One Empire, One Emperor, One Diet

One Empire, One Emperor, One Diet

Bread, olive oil, and wine. The holy trinity of the Romans.

The Roman takeover of the Mediterranean and beyond marks a new era: it is no longer a bipolar world oscillating between Egypt and the Hittite or Assyrian kingdoms, or Greece and Persia. It's a world of a single superpower, where one emperor rules, and there is one law under him. Homogeneity is the name of the game in Rome. The rules are uniform for everyone. The Roman roads – they are all the same. Thus, trade is conducted uniformly and with clear bureaucracy, which has two roles – to ensure everything flows and that no one in Rome goes hungry. For this purpose – goods in the Mediterranean must move incessantly. The provinces need to supply the goods, and agriculture needs to expand accordingly.

The wheat and barley for bread were mainly brought from Spain and North Africa, but also from various regions within Italy. For four months of winter, the wheat arrived from Egypt. For the rest of the year, Rome's granary spread from the fertile plains of North Africa, through the wide valleys in the south and east of Spain, to Tuscany, Umbria, and the Po Valley.

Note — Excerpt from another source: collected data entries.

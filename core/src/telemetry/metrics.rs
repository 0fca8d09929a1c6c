use serde::Serialize;
use std::sync::Mutex;

/// Which screening step removed a sample.
#[derive(Debug, Clone, Copy, PartialEq, Eq)]
pub enum QcReason {
    BinMask,
    PercentGood,
    ErrorVelocity,
    ZeroEnsemble,
    BottomTrackDummy,
    BottomTrackScreen,
}

/// Counts of samples converted to NaN, by reason.
#[derive(Debug, Clone, Copy, Default, PartialEq, Eq, Serialize)]
pub struct QcSummary {
    pub bin_masked: usize,
    pub percent_good: usize,
    pub error_velocity: usize,
    pub zero_ensembles: usize,
    pub bottom_track_dummies: usize,
    pub bottom_track_screened: usize,
}

pub struct QcRecorder {
    inner: Mutex<QcSummary>,
}

impl QcRecorder {
    pub fn new() -> Self {
        Self {
            inner: Mutex::new(QcSummary::default()),
        }
    }

    pub fn record(&self, reason: QcReason, count: usize) {
        if let Ok(mut summary) = self.inner.lock() {
            let slot = match reason {
                QcReason::BinMask => &mut summary.bin_masked,
                QcReason::PercentGood => &mut summary.percent_good,
                QcReason::ErrorVelocity => &mut summary.error_velocity,
                QcReason::ZeroEnsemble => &mut summary.zero_ensembles,
                QcReason::BottomTrackDummy => &mut summary.bottom_track_dummies,
                QcReason::BottomTrackScreen => &mut summary.bottom_track_screened,
            };
            *slot += count;
        }
    }

    pub fn snapshot(&self) -> QcSummary {
        self.inner
            .lock()
            .map(|summary| *summary)
            .unwrap_or_default()
    }
}

impl Default for QcRecorder {
    fn default() -> Self {
        Self::new()
    }
}
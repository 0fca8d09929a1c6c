pub mod align;
pub mod bin_average;
pub mod diagnostics;
pub mod lag;
pub mod merge;
pub mod quality;
pub mod rotation;
pub mod surface;

pub use align::TimeAligner;
pub use bin_average::{BinAverageStage, BinAverager};
pub use diagnostics::Diagnostics;
pub use lag::{LagCorrelator, LagResult};
pub use merge::ProfileMerger;
pub use quality::{QualityFilter, QualityStage};
pub use rotation::{CoordinateRotator, RotationStage};
pub use surface::SurfaceStrategy;
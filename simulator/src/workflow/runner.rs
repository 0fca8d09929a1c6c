use crate::generator::profile::build_cast;
use crate::source::JsonRecordSource;
use crate::workflow::config::WorkflowConfig;
use anyhow::Context;
use ladcpcore::record::{MemorySource, MergedProfile, RecordSource};
use ladcpcore::CastAssembler;
use std::fs;
use std::path::Path;

#[derive(Clone)]
pub struct Runner {
    config: WorkflowConfig,
}

impl Runner {
    pub fn new(config: WorkflowConfig) -> Self {
        Self { config }
    }

    pub fn execute(&self) -> anyhow::Result<MergedProfile> {
        let assembler = CastAssembler::new(self.config.params.clone());

        if let Some(scenario) = &self.config.synthetic {
            let cast = build_cast(scenario).context("generating synthetic cast")?;
            let down = MemorySource::new("synthetic down-looker", cast.down);
            let up = cast
                .up
                .map(|record| MemorySource::new("synthetic up-looker", record));
            return assembler
                .assemble_from_sources(&down, up.as_ref().map(|s| s as &dyn RecordSource))
                .context("assembling synthetic cast");
        }

        let down = JsonRecordSource::new("down-looker", self.config.down_files.clone());
        let up = if self.config.up_files.is_empty() {
            None
        } else {
            Some(JsonRecordSource::new(
                "up-looker",
                self.config.up_files.clone(),
            ))
        };
        assembler
            .assemble_from_sources(&down, up.as_ref().map(|s| s as &dyn RecordSource))
            .context("assembling cast")
    }

    pub fn write_profile<P: AsRef<Path>>(profile: &MergedProfile, path: P) -> anyhow::Result<()> {
        let path = path.as_ref();
        if let Some(parent) = path.parent().filter(|p| !p.as_os_str().is_empty()) {
            fs::create_dir_all(parent)
                .with_context(|| format!("creating output directory {}", parent.display()))?;
        }
        let json = profile.to_json().context("serializing merged profile")?;
        fs::write(path, json).with_context(|| format!("writing profile {}", path.display()))
    }
}

/// One-line description of a finished cast.
pub fn summarize(profile: &MergedProfile) -> String {
    let lag = profile
        .alignment
        .as_ref()
        .map(|a| format!("lag {} (r = {:.3})", a.lag, a.correlation))
        .unwrap_or_else(|| "single instrument".to_string());
    format!(
        "{} ensembles, {} depth rows ({} up + {} down), {}, {} warnings",
        profile.n_ensembles(),
        profile.n_depth(),
        profile.up_bins,
        profile.down_bins,
        lag,
        profile.warnings.len()
    )
}
//! Processing core for lowered acoustic Doppler current profiler casts.
//!
//! One or two instruments on a rosette (a down-looker and, optionally, an
//! up-looker) are rotated to Earth coordinates, bin averaged, quality
//! screened, aligned on a common ensemble index and merged into one
//! depth-continuous profile.

pub mod cast;
pub mod math;
pub mod params;
pub mod prelude;
pub mod processing;
pub mod record;
pub mod telemetry;

#[cfg(test)]
mod testing;

pub use cast::CastAssembler;
pub use prelude::{ProcessingStage, StageError, StageOutput, StageResult};
pub mod profile;
pub mod log;
pub mod metrics;

pub use self::log::WarningLog;
pub use metrics::{QcReason, QcRecorder, QcSummary};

Olive oil came from North Africa, Spain, Northern Greece, Southern Anatolia, and the Levant. The immense number of oil presses dug in Morocco, Algeria, and Tunisia on one side of the Mediterranean, and the Levant on the other side, testify to the enormous surplus production, which will be exported to Rome, but also eastward to Persia. Olive oil was the main source of fat for the inhabitants of the empire. In Rome alone, approximately 25 kg of oil per person per year was consumed (according to various calculations). Common desserts in the empire included "halva" – durum wheat cooked in olive oil with spices and honey, or "loukoumades" – dough balls fried in olive oil and eaten dipped in honey. Since the Roman period, the dominance of olive oil in the diet has not only been in the central and eastern Mediterranean but also in northern Africa and the Iberian Peninsula. It's no coincidence that the Roman author Columella described the olive as the "queen of trees."

Wine flowed in the Roman Empire from every corner of the Mediterranean: Judea, the Lebanese Valley, Anatolia and Cappadocia, northern and central Greece, North Africa, Andalusia, Catalonia and Aragon, Gaul – wine, it seems, flowed in Rome no less than water in the fountains.

The meat came from the pastures of southern Italy, the Peloponnese, and North Africa, although it was reserved only for the city's elite. During the Roman Empire, Pork became the main source of meat, and it retained dominance all around the Mediterranean Basin, until the Islamic conquest. Until the 4th century CE, most of the population did not eat a serving of meat or a loaf of bread more than once a month. A significant improvement in the standard of living in the 4th century CE led to better accessibility of culinary wealth to the lower classes, who also began to enjoy a serving of meat and bread loaf once a week and even once a day.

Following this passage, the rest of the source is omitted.